To compile a theano function, we do

func = theano.function(inputs, output)

where func is a callable that accepts and returns numeric values corresponding to the list of inputs and to output.

[25]:
log_likelihood = theano.function([f_tensor, r_tensor], log_likelihood_tensor)

The quantity log_likelihood is now a compiled function that takes in a vector and a scalar and outputs a scalar. Let’s call it on the synthetic light curve from the previous section, using the default value of the radius:

[26]:
log_likelihood(f[0], 20.0)
[26]:
array(1323.83365553)

Note that we got the same value as before, but there’s one big difference: the function ran almost instantly. Now that we have an efficient likelihood function, let’s get back to our section on inference!

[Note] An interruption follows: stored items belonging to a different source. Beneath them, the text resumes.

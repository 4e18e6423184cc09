use std::time::Duration;

use reqwest::multipart;
use serde::{Deserialize, Serialize};

use crate::{BackendError, ChatRequest, FailureKind};

/// Environment variable overriding the backend base URL.
pub const BASE_URL_ENV: &str = "CHATBOT_BACKEND_URL";

const DEFAULT_BASE_URL: &str = "http://localhost:5000";

#[derive(Debug, Clone)]
pub struct BackendSettings {
    pub base_url: String,
    pub connect_timeout: Duration,
    /// Transport-level backstop to the session's own 120 s deadline.
    pub request_timeout: Duration,
}

impl Default for BackendSettings {
    fn default() -> Self {
        Self {
            base_url: DEFAULT_BASE_URL.to_string(),
            connect_timeout: Duration::from_secs(10),
            request_timeout: Duration::from_secs(120),
        }
    }
}

impl BackendSettings {
    /// Resolves the base URL from the environment, falling back to localhost.
    pub fn from_env() -> Self {
        let base_url = std::env::var(BASE_URL_ENV)
            .ok()
            .filter(|value| !value.trim().is_empty())
            .unwrap_or_else(|| DEFAULT_BASE_URL.to_string());
        Self {
            base_url,
            ..Self::default()
        }
    }

    pub fn with_base_url(base_url: impl Into<String>) -> Self {
        Self {
            base_url: base_url.into(),
            ..Self::default()
        }
    }
}

#[derive(Serialize)]
struct ChatBody<'a> {
    message: &'a str,
}

#[derive(Deserialize)]
struct ReplyBody {
    response: String,
}

#[derive(Deserialize)]
struct ErrorBody {
    error: Option<String>,
}

#[async_trait::async_trait]
pub trait Backend: Send + Sync {
    async fn send(&self, request: &ChatRequest) -> Result<String, BackendError>;
}

#[derive(Debug, Clone)]
pub struct ReqwestBackend {
    settings: BackendSettings,
    client: reqwest::Client,
}

impl ReqwestBackend {
    pub fn new(settings: BackendSettings) -> Result<Self, BackendError> {
        let client = reqwest::Client::builder()
            .connect_timeout(settings.connect_timeout)
            .timeout(settings.request_timeout)
            .build()
            .map_err(|err| BackendError::new(FailureKind::Network, err.to_string()))?;
        Ok(Self { settings, client })
    }

    fn endpoint(&self, path: &str) -> String {
        format!("{}/{}", self.settings.base_url.trim_end_matches('/'), path)
    }
}

#[async_trait::async_trait]
impl Backend for ReqwestBackend {
    async fn send(&self, request: &ChatRequest) -> Result<String, BackendError> {
        let response = match &request.attachment {
            None => self
                .client
                .post(self.endpoint("chat"))
                .json(&ChatBody {
                    message: &request.question,
                })
                .send()
                .await
                .map_err(map_reqwest_error)?,
            Some(file) => {
                let part = multipart::Part::bytes(file.bytes.clone())
                    .file_name(file.filename.clone())
                    .mime_str(&file.mime)
                    .map_err(|err| {
                        BackendError::new(FailureKind::InvalidRequest, err.to_string())
                    })?;
                let form = multipart::Form::new()
                    .part("file", part)
                    .text("question", request.question.clone());
                self.client
                    .post(self.endpoint("upload"))
                    .multipart(form)
                    .send()
                    .await
                    .map_err(map_reqwest_error)?
            }
        };

        let status = response.status();
        if !status.is_success() {
            let body = response.text().await.unwrap_or_default();
            return Err(classify_http_failure(status.as_u16(), &body));
        }

        let reply: ReplyBody = response
            .json()
            .await
            .map_err(|err| BackendError::new(FailureKind::InvalidResponse, err.to_string()))?;
        Ok(reply.response)
    }
}

fn map_reqwest_error(err: reqwest::Error) -> BackendError {
    if err.is_timeout() {
        return BackendError::new(FailureKind::Timeout, err.to_string());
    }
    BackendError::new(FailureKind::Network, err.to_string())
}

/// Classifies a non-success status together with the optional
/// `{"error": string}` body the backend may attach.
fn classify_http_failure(status: u16, body: &str) -> BackendError {
    let error_field = serde_json::from_str::<ErrorBody>(body)
        .ok()
        .and_then(|parsed| parsed.error);

    let kind = match error_field.as_deref() {
        Some(error) => classify_error_field(error, status),
        None => classify_status(status),
    };
    let message = error_field.unwrap_or_else(|| format!("http status {status}"));
    BackendError::new(kind, message)
}

fn classify_error_field(error: &str, status: u16) -> FailureKind {
    let lowered = error.to_ascii_lowercase();
    if lowered.contains("quota") || lowered.contains("rate limit") {
        return FailureKind::QuotaExceeded;
    }
    if lowered.contains("api_key")
        || lowered.contains("api key")
        || lowered.contains("authentication")
        || lowered.contains("credencial")
    {
        return FailureKind::InvalidCredentials;
    }
    classify_status(status)
}

fn classify_status(status: u16) -> FailureKind {
    match status {
        429 => FailureKind::QuotaExceeded,
        401 | 403 => FailureKind::InvalidCredentials,
        500..=599 => FailureKind::Server(status),
        _ => FailureKind::HttpStatus(status),
    }
}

Doing inference (continued)

The whole point of inference is that we don’t typically know the parameters of our model. So let’s compute the log likelihood over an array of values of the spot radius (while keeping everything else fixed at the true value).

[27]:
r = np.linspace(10, 45, 100)
ll = np.zeros_like(r)
for k in tqdm(range(len(r))):
    ll[k] = log_likelihood(f[0], r[k])

Let’s plot the actual likelihood as a function of radius. Note that it’s usually necessary to subtract the maximum value of the log likelihood before exponentiating to avoid overflow (or underflow). Remember that the normalization of the likelihood isn’t meaningful, so we can add and subtract constants in log space to our heart’s content without changing the relative probabilities.

[28]:
likelihood = np.exp(ll - np.max(ll))
plt.plot(r, likelihood, label="likelihood")
plt.axvline(20, color="C1", label="truth")
plt.legend()
plt.ylabel("relative likelihood")
plt.xlabel("spot radius [degrees]")
plt.show()
../../_images/notebooks_Quickstart_73_0.png

That looks pretty good! The likelihood peaks very close to the true value, and the truth is well within one standard deviation. But interestingly, we’ve uncovered a degeneracy! This particular light curve can be explained just as well with much larger spots of radius \(\sim 40^\circ\)!

If we put on our Bayesian hats for a moment, we can explicitly assert we’re placing a uniform prior on the radius (between \(10^\circ\) and \(45^\circ\)) and normalize the curve above so it integrates to unity to obtain an actual posterior probability distribution for the radius:

[29]:
prob = likelihood / np.trapz(likelihood, r)
plt.plot(r, prob, label="posterior")
plt.axvline(20, color="C1", label="truth")
plt.legend()
plt.ylabel("probability density")
plt.xlabel("spot radius [degrees]")
plt.show()
../../_images/notebooks_Quickstart_75_0.png

Ensemble analyses

As we argue in the paper, individual light curves simply aren’t that constraining of the spot properties. In fact, the light curve in the example above is unable to confidently tell us if the spots are small or large! We can learn parameters much more precisely if we analyze many light curves of similar stars at once. To this end, let’s analyze all 50 flux samples we generated earlier.

The joint probability is just the product of the probabilities for each dataset, so in log space we can simply take the sum over all 50 light curves:

[30]:
r = np.linspace(10, 45, 100)
ll = np.zeros_like(r)
for k in tqdm(range(len(r))):
    ll[k] = np.sum([log_likelihood(f[n], r[k]) for n in range(50)])

Here is our posterior constraint (as before) on the radius:

[31]:
likelihood = np.exp(ll - np.max(ll))
prob = likelihood / np.trapz(likelihood, r)
plt.plot(r, prob, label="posterior")
plt.axvline(20, color="C1", label="truth")
plt.legend()
plt.ylabel("probability density")
plt.xlabel("spot radius [degrees]")
plt.show()
../../_images/notebooks_Quickstart_81_0.png

It’s much, much tighter, still consistent with the truth, and the degeneracy is gone. Ensemble analyses rock!

Note

You may have noticed that what we did in this tutorial was a bit circular: we generated samples from our GP, then used that same GP to infer the values of the hyperparameters. A much more rigorous test of the validity of the GP is to apply it to data generated with an actual forward model of spotted stellar surfaces. We devote a large section of our paper to doing just that, and showing that our GP is in fact well calibrated.

That’s it for this quick start tutorial. Be sure to check the other examples in this directory!